**Assignment:**
Return each line exactly as written. Begin with the first line of the entries and end with the line that has "Eq, Hash, TS)]".

*** Opening of Supplied data ***

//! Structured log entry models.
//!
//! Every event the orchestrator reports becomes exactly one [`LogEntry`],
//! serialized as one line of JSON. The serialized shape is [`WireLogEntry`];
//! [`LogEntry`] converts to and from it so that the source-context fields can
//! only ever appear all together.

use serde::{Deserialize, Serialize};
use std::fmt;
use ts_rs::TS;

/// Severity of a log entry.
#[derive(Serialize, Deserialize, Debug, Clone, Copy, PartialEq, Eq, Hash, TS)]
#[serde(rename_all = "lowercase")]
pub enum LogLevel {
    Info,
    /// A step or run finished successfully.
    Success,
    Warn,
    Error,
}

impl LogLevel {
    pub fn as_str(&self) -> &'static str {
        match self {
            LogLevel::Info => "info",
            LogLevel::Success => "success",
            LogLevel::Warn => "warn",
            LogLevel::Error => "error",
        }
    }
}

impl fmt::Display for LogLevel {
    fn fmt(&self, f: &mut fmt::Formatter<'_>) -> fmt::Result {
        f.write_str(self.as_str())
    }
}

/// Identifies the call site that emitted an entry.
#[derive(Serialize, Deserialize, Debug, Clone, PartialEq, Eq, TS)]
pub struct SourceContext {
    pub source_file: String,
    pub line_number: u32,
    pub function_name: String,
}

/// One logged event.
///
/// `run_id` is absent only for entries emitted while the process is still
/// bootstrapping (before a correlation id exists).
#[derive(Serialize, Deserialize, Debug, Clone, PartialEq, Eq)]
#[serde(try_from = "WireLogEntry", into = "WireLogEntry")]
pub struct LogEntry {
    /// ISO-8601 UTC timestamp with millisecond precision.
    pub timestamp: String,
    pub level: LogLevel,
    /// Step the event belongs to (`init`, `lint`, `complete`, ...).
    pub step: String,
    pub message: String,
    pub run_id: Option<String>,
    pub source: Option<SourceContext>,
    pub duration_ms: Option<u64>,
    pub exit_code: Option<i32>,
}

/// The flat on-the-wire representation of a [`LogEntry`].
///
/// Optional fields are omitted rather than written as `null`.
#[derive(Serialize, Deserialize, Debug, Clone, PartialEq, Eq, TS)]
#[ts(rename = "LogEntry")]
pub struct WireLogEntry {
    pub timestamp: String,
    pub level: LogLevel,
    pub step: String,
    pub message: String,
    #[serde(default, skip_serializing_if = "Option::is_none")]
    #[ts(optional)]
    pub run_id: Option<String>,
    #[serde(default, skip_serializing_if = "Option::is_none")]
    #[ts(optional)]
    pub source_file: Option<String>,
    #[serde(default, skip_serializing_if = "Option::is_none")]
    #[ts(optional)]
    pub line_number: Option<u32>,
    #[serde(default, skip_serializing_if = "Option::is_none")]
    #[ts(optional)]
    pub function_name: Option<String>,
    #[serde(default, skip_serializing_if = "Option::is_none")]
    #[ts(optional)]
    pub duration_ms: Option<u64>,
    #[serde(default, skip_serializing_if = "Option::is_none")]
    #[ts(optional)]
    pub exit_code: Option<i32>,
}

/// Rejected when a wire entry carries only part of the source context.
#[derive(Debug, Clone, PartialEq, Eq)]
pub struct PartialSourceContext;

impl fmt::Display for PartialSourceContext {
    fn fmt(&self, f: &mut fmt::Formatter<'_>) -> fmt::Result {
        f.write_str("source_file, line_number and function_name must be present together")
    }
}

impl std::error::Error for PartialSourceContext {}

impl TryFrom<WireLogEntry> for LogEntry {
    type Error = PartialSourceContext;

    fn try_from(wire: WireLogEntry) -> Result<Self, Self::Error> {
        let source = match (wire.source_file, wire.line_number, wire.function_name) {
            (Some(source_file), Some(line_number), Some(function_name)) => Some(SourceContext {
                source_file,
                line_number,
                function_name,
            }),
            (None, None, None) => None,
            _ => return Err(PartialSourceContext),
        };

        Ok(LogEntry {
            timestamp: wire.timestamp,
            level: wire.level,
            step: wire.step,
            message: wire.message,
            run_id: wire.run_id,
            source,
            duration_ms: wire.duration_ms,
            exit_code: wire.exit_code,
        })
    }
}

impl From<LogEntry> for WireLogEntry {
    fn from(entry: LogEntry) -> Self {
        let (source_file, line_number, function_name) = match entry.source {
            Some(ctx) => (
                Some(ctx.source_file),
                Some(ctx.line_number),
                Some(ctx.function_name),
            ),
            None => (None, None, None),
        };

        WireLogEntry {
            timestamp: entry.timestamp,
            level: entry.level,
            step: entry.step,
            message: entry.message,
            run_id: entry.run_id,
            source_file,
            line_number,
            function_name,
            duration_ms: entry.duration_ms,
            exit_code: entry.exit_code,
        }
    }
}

*** Close of Supplied data ***

**Task solution:**
//! Structured log entry models.
//!
//! Every event the orchestrator reports becomes exactly one [`LogEntry`],
//! serialized as one line of JSON. The serialized shape is [`WireLogEntry`];
//! [`LogEntry`] converts to and from it so that the source-context fields can
//! only ever appear all together.

use serde::{Deserialize, Serialize};
use std::fmt;
use ts_rs::TS;

/// Severity of a log entry.
#[derive(Serialize, Deserialize, Debug, Clone, Copy, PartialEq, Eq, Hash, TS)]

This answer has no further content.